Dissidentes do MST invadem 15 fazendas no Pontal-SP

Grupos ligados a José Rainha Júnior, líder dissidente do Movimento dos Trabalhadores Rurais Sem-Terra (MST), invadiram 15 fazendas entre a noite de ontem e a manhã de hoje no Pontal do Paranapanema e região da Alta Paulista, no oeste do Estado de São Paulo. A ação, denominada "inverno quente", foi um protesto contra o governo estadual pela "paralisia" da reforma agrária na região, segundo Rainha. Foram mobilizados 1.500 militantes nas ações realizadas em nove municípios.

JOSÉ MARIA TOMAZELA, Agencia Estado

28 Junho 2009 | 17h12

De acordo com o líder, nove das fazendas ocupadas estão em áreas já declaradas como devolutas por sentença judicial. As outras seis são terras consideradas improdutivas em vistorias realizadas pelo Instituto Nacional de Colonização e Reforma Agrária (Incra). "Durante o ''inverno quente'' do ano passado, executamos ocupações pacíficas de terras para despertar o governo de José Serra do seu marasmo, mas nada foi feito em favor dos milhares de trabalhadores acampados", disse Rainha.

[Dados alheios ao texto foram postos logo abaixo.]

//! Middleware that intercepts forwarding hostnames ahead of normal routing.

use crate::error::{ProxyError, RoutingError};
use crate::reverse_proxy::ReverseProxyFactory;
use crate::subdomain::{decode_host, ForwardTarget};
use axum::extract::{ConnectInfo, Request, State};
use axum::http::{header, HeaderMap, HeaderName, HeaderValue};
use axum::middleware::Next;
use axum::response::{IntoResponse, Response};
use codebox_orchestrator::EndpointRegistry;
use percent_encoding::{percent_decode_str, utf8_percent_encode, AsciiSet, NON_ALPHANUMERIC};
use std::net::SocketAddr;
use std::sync::Arc;
use tracing::{debug, warn};

#[derive(Debug, Clone)]
pub struct ForwardingSettings {
    /// Domain under which `codebox--…` subdomains are served.
    pub wildcard_domain: String,
    /// Name of the session cookie; part of the subdomain auth callback path.
    pub auth_cookie_name: String,
    /// Headers stamped on every forwarded request, replacing same-named ones.
    pub forward_headers: Vec<(String, String)>,
}

/// Characters kept verbatim in an escaped path segment besides ASCII
/// alphanumerics: the unreserved marks plus `$&+:=@`.
const PATH_SEGMENT: &AsciiSet = &NON_ALPHANUMERIC
    .remove(b'-')
    .remove(b'.')
    .remove(b'_')
    .remove(b'~')
    .remove(b'$')
    .remove(b'&')
    .remove(b'+')
    .remove(b':')
    .remove(b'=')
    .remove(b'@');

const CALLBACK_PREFIX: &str = "/api/v1/auth/subdomains/callback-";

impl ForwardingSettings {
    /// Path of the subdomain auth callback, with the cookie name escaped as
    /// part of a single path segment.
    pub fn callback_path(&self) -> String {
        format!(
            "{CALLBACK_PREFIX}{}",
            utf8_percent_encode(&self.auth_cookie_name, PATH_SEGMENT)
        )
    }

    /// Whether `path` is the auth callback, escaped or not.
    fn is_callback(&self, path: &str) -> bool {
        if path == self.callback_path() {
            return true;
        }
        match percent_decode_str(path).decode_utf8() {
            Ok(decoded) => decoded
                .strip_prefix(CALLBACK_PREFIX)
                .is_some_and(|name| name == self.auth_cookie_name),
            Err(_) => false,
        }
    }
}

/// Outcome of inspecting a request.
#[derive(Debug, Clone, PartialEq, Eq)]
pub enum Decision {
    /// Not a forwarding request; route it normally.
    PassThrough,
    Forward {
        target: ForwardTarget,
        address: String,
    },
}

struct Inner {
    registry: EndpointRegistry,
    factory: ReverseProxyFactory,
    settings: ForwardingSettings,
    overrides: HeaderMap,
}

#[derive(Clone)]
pub struct PortForwarding {
    inner: Arc<Inner>,
}

impl PortForwarding {
    pub fn new(
        registry: EndpointRegistry,
        factory: ReverseProxyFactory,
        settings: ForwardingSettings,
    ) -> Result<Self, ProxyError> {
        let mut overrides = HeaderMap::new();
        for (name, value) in &settings.forward_headers {
            let name = HeaderName::try_from(name.as_str())
                .map_err(|_| ProxyError::InvalidHeader(name.clone()))?;
            let value = HeaderValue::try_from(value.as_str())
                .map_err(|_| ProxyError::InvalidHeader(name.to_string()))?;
            overrides.append(name, value);
        }

        Ok(Self {
            inner: Arc::new(Inner {
                registry,
                factory,
                settings,
                overrides,
            }),
        })
    }

    pub fn settings(&self) -> &ForwardingSettings {
        &self.inner.settings
    }

    /// Decides what to do with a request for `host` and `path`. Reads only
    /// the registry; never blocks.
    pub fn resolve(&self, host: &str, path: &str) -> Result<Decision, RoutingError> {
        let Some(raw) = decode_host(host, &self.inner.settings.wildcard_domain)? else {
            return Ok(Decision::PassThrough);
        };

        // The callback authenticates the subdomain session itself.
        if self.inner.settings.is_callback(path) {
            return Ok(Decision::PassThrough);
        }

        let target = raw.parse()?;
        let address = self
            .inner
            .registry
            .lookup(target.workspace_id, &target.container, target.port)
            .ok_or_else(|| RoutingError::UnknownEndpoint {
                workspace_id: target.workspace_id,
                container: target.container.clone(),
                port: target.port,
            })?;

        Ok(Decision::Forward { target, address })
    }

    async fn forward(
        &self,
        target: &ForwardTarget,
        address: &str,
        req: Request,
    ) -> Result<Response, ProxyError> {
        let client_ip = req
            .extensions()
            .get::<ConnectInfo<SocketAddr>>()
            .map(|ConnectInfo(addr)| addr.ip());

        let url = ReverseProxyFactory::endpoint_url(address, target.port)?;
        self.inner
            .factory
            .build(url, self.inner.overrides.clone())
            .forward(req, client_ip)
            .await
    }
}

fn request_host(req: &Request) -> Option<String> {
    req.headers()
        .get(header::HOST)
        .and_then(|h| h.to_str().ok())
        .map(str::to_string)
        .or_else(|| req.uri().authority().map(|a| a.as_str().to_string()))
}

/// Port-forwarding middleware, for `axum::middleware::from_fn_with_state`.
///
/// Requests outside the wildcard domain continue to `next`. Forwarding
/// requests are proxied when the registry knows the endpoint and answered
/// with 404 otherwise.
pub async fn port_forwarding(
    State(forwarding): State<PortForwarding>,
    req: Request,
    next: Next,
) -> Response {
    let Some(host) = request_host(&req) else {
        return next.run(req).await;
    };

    match forwarding.resolve(&host, req.uri().path()) {
        Ok(Decision::PassThrough) => next.run(req).await,
        Ok(Decision::Forward { target, address }) => {
            match forwarding.forward(&target, &address, req).await {
                Ok(response) => response,
                Err(e) => {
                    warn!(
                        workspace_id = target.workspace_id,
                        container = %target.container,
                        port = target.port,
                        error = %e,
                        "forwarding failed"
                    );
                    e.into_response()
                }
            }
        }
        Err(e) => {
            debug!(%host, error = %e, "refusing forwarding request");
            e.into_response()
        }
    }
}
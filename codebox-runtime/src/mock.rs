//! Recording runtime for tests.

use crate::error::{Result, RuntimeError};
use crate::{
    ContainerHandle, ContainerRuntime, ExecOptions, ExecOutput, RuntimeSpec, VolumeInfo,
};
use std::collections::btree_map::Entry;
use std::collections::{BTreeMap, BTreeSet, HashMap};
use std::path::{Path, PathBuf};
use std::sync::atomic::{AtomicUsize, Ordering};
use std::sync::Mutex;

/// One call made against the mock, in order.
#[derive(Debug, Clone, PartialEq, Eq)]
pub enum MockCall {
    CreateAndStart(RuntimeSpec),
    Exec {
        container: String,
        command: Vec<String>,
        detached: bool,
    },
    CopyFile {
        container: String,
        dest: PathBuf,
        len: usize,
    },
    ListUsedHostPorts,
    Stop(String),
    Remove(String),
    RemoveByName(String),
    RemoveProject(String),
    ListVolumes,
    RemoveVolume(String),
}

#[derive(Default)]
struct State {
    calls: Vec<MockCall>,
    used_ports: BTreeSet<u16>,
    volumes: Vec<VolumeInfo>,
    failures: HashMap<&'static str, String>,
    /// Engine-level container names in use, with the id of the started
    /// container. `None` for containers created by a start that failed.
    names: BTreeMap<String, Option<String>>,
}

/// In-memory [`ContainerRuntime`] that records every call.
///
/// Containers come up on `127.0.0.1` so tests can run real upstream servers
/// behind the registered address. Like the engine, a single container start
/// that fails leaves its container name taken until it is removed by name.
#[derive(Default)]
pub struct MockRuntime {
    state: Mutex<State>,
    next_id: AtomicUsize,
}

impl MockRuntime {
    pub fn new() -> Self {
        Self::default()
    }

    /// Ports reported as already taken by other containers.
    pub fn with_used_ports(self, ports: impl IntoIterator<Item = u16>) -> Self {
        self.with_state(|s| s.used_ports.extend(ports));
        self
    }

    pub fn with_volumes(self, volumes: impl IntoIterator<Item = VolumeInfo>) -> Self {
        self.with_state(|s| s.volumes.extend(volumes));
        self
    }

    /// Makes every later call of `operation` fail, e.g. `"create_and_start"`.
    pub fn fail_on(&self, operation: &'static str, message: impl Into<String>) {
        let message = message.into();
        self.with_state(|s| {
            s.failures.insert(operation, message);
        });
    }

    pub fn clear_failures(&self) {
        self.with_state(|s| s.failures.clear());
    }

    pub fn calls(&self) -> Vec<MockCall> {
        self.with_state(|s| s.calls.clone())
    }

    pub fn count(&self, pred: impl Fn(&MockCall) -> bool) -> usize {
        self.with_state(|s| s.calls.iter().filter(|c| pred(c)).count())
    }

    fn with_state<T>(&self, f: impl FnOnce(&mut State) -> T) -> T {
        let mut guard = self.state.lock().unwrap_or_else(|e| e.into_inner());
        f(&mut guard)
    }

    fn record(&self, operation: &'static str, call: MockCall) -> Result<()> {
        self.with_state(|s| {
            s.calls.push(call);
            match s.failures.get(operation) {
                Some(message) => Err(RuntimeError::CommandFailed {
                    command: format!("mock {operation}"),
                    stderr: message.clone(),
                }),
                None => Ok(()),
            }
        })
    }

    fn handle(&self, name: &str, agent_port: u16) -> ContainerHandle {
        let n = self.next_id.fetch_add(1, Ordering::SeqCst);
        ContainerHandle {
            id: format!("mock-{n}"),
            name: name.to_string(),
            address: "127.0.0.1".to_string(),
            agent_port,
        }
    }
}

impl ContainerRuntime for MockRuntime {
    fn name(&self) -> &'static str {
        "mock"
    }

    fn create_and_start(&self, spec: &RuntimeSpec) -> Result<Vec<ContainerHandle>> {
        let outcome = self.record("create_and_start", MockCall::CreateAndStart(spec.clone()));
        if let RuntimeSpec::Container(c) = spec {
            let claimed = self.with_state(|s| match s.names.entry(c.name.clone()) {
                Entry::Occupied(_) => false,
                Entry::Vacant(slot) => {
                    slot.insert(None);
                    true
                }
            });
            if !claimed {
                return Err(RuntimeError::CommandFailed {
                    command: "mock create_and_start".to_string(),
                    stderr: format!(
                        "Conflict. The container name \"/{}\" is already in use",
                        c.name
                    ),
                });
            }
        }
        outcome?;

        let handles: Vec<ContainerHandle> = match spec {
            RuntimeSpec::Container(c) => vec![self.handle(&c.logical_name, c.agent_host_port)],
            RuntimeSpec::Compose(c) => c
                .agent_ports
                .iter()
                .map(|(service, port)| self.handle(service, *port))
                .collect(),
        };
        self.with_state(|s| {
            s.used_ports.extend(handles.iter().map(|h| h.agent_port));
            match spec {
                RuntimeSpec::Container(c) => {
                    s.names
                        .insert(c.name.clone(), handles.first().map(|h| h.id.clone()));
                }
                RuntimeSpec::Compose(c) => s.volumes.push(VolumeInfo {
                    name: format!("{}_data", c.project),
                    compose_project: Some(c.project.clone()),
                }),
            }
        });
        Ok(handles)
    }

    fn exec(
        &self,
        handle: &ContainerHandle,
        command: &[String],
        options: &ExecOptions,
    ) -> Result<ExecOutput> {
        self.record(
            "exec",
            MockCall::Exec {
                container: handle.id.clone(),
                command: command.to_vec(),
                detached: options.detached,
            },
        )?;
        if options.detached {
            return Ok(ExecOutput::default());
        }
        Ok(ExecOutput {
            exit_code: Some(0),
            stdout: String::new(),
            stderr: String::new(),
        })
    }

    fn copy_file(&self, handle: &ContainerHandle, dest: &Path, content: &[u8]) -> Result<()> {
        self.record(
            "copy_file",
            MockCall::CopyFile {
                container: handle.id.clone(),
                dest: dest.to_path_buf(),
                len: content.len(),
            },
        )
    }

    fn list_used_host_ports(&self) -> Result<BTreeSet<u16>> {
        self.record("list_used_host_ports", MockCall::ListUsedHostPorts)?;
        Ok(self.with_state(|s| s.used_ports.clone()))
    }

    fn stop(&self, handle: &ContainerHandle) -> Result<()> {
        self.record("stop", MockCall::Stop(handle.id.clone()))
    }

    fn remove(&self, handle: &ContainerHandle) -> Result<()> {
        self.record("remove", MockCall::Remove(handle.id.clone()))?;
        self.with_state(|s| {
            s.used_ports.remove(&handle.agent_port);
            s.names.retain(|_, id| id.as_deref() != Some(handle.id.as_str()));
        });
        Ok(())
    }

    fn remove_by_name(&self, name: &str) -> Result<()> {
        self.record("remove_by_name", MockCall::RemoveByName(name.to_string()))?;
        match self.with_state(|s| s.names.remove(name)) {
            Some(_) => Ok(()),
            None => Err(RuntimeError::NotFound(format!("No such container: {name}"))),
        }
    }

    fn remove_project(&self, project: &str) -> Result<()> {
        self.record("remove_project", MockCall::RemoveProject(project.to_string()))
    }

    fn list_volumes(&self) -> Result<Vec<VolumeInfo>> {
        self.record("list_volumes", MockCall::ListVolumes)?;
        Ok(self.with_state(|s| s.volumes.clone()))
    }

    fn remove_volume(&self, name: &str) -> Result<()> {
        self.record("remove_volume", MockCall::RemoveVolume(name.to_string()))?;
        self.with_state(|s| s.volumes.retain(|v| v.name != name));
        Ok(())
    }
}

/// Volume as `docker volume ls` reports it for a compose project.
pub fn compose_volume(name: &str, project: &str) -> VolumeInfo {
    VolumeInfo {
        name: name.to_string(),
        compose_project: Some(project.to_string()),
    }
}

Foram invadidas as fazendas Beira Rio, em Teodoro Sampaio; Santa Isabel II, em Mirante do Paranapanema; Guarani e São Luis, em Presidente Bernardes; São Pedro, Santo Antonio e Alvorada, em Presidente Epitácio; Campina, em Caiuá; Tânia, em Martinópolis; Santa Maria, em Rancharia; Nossa Senhora de Lourdes, em Junqueirópolis; e Santo Antonio, Vista Alegre, Cobra e Maria Elisa, em Dracena.

A fazenda Campina, invadida sábado, foi desocupada na manhã de hoje. De acordo com o líder Sérgio Pantaleão, os sem-terra teriam sido ameaçados por empregados da fazenda e preferiram sair para evitar um confronto. "As ocupações são pacíficas", disse. A fazenda de Rancharia, segundo ele, foi considerada improdutiva há dez anos, mas não foi destinada à reforma agrária porque um deputado estadual do PMDB se apossou da área. "Ele mantém gado e funcionários como se a fazenda fosse sua."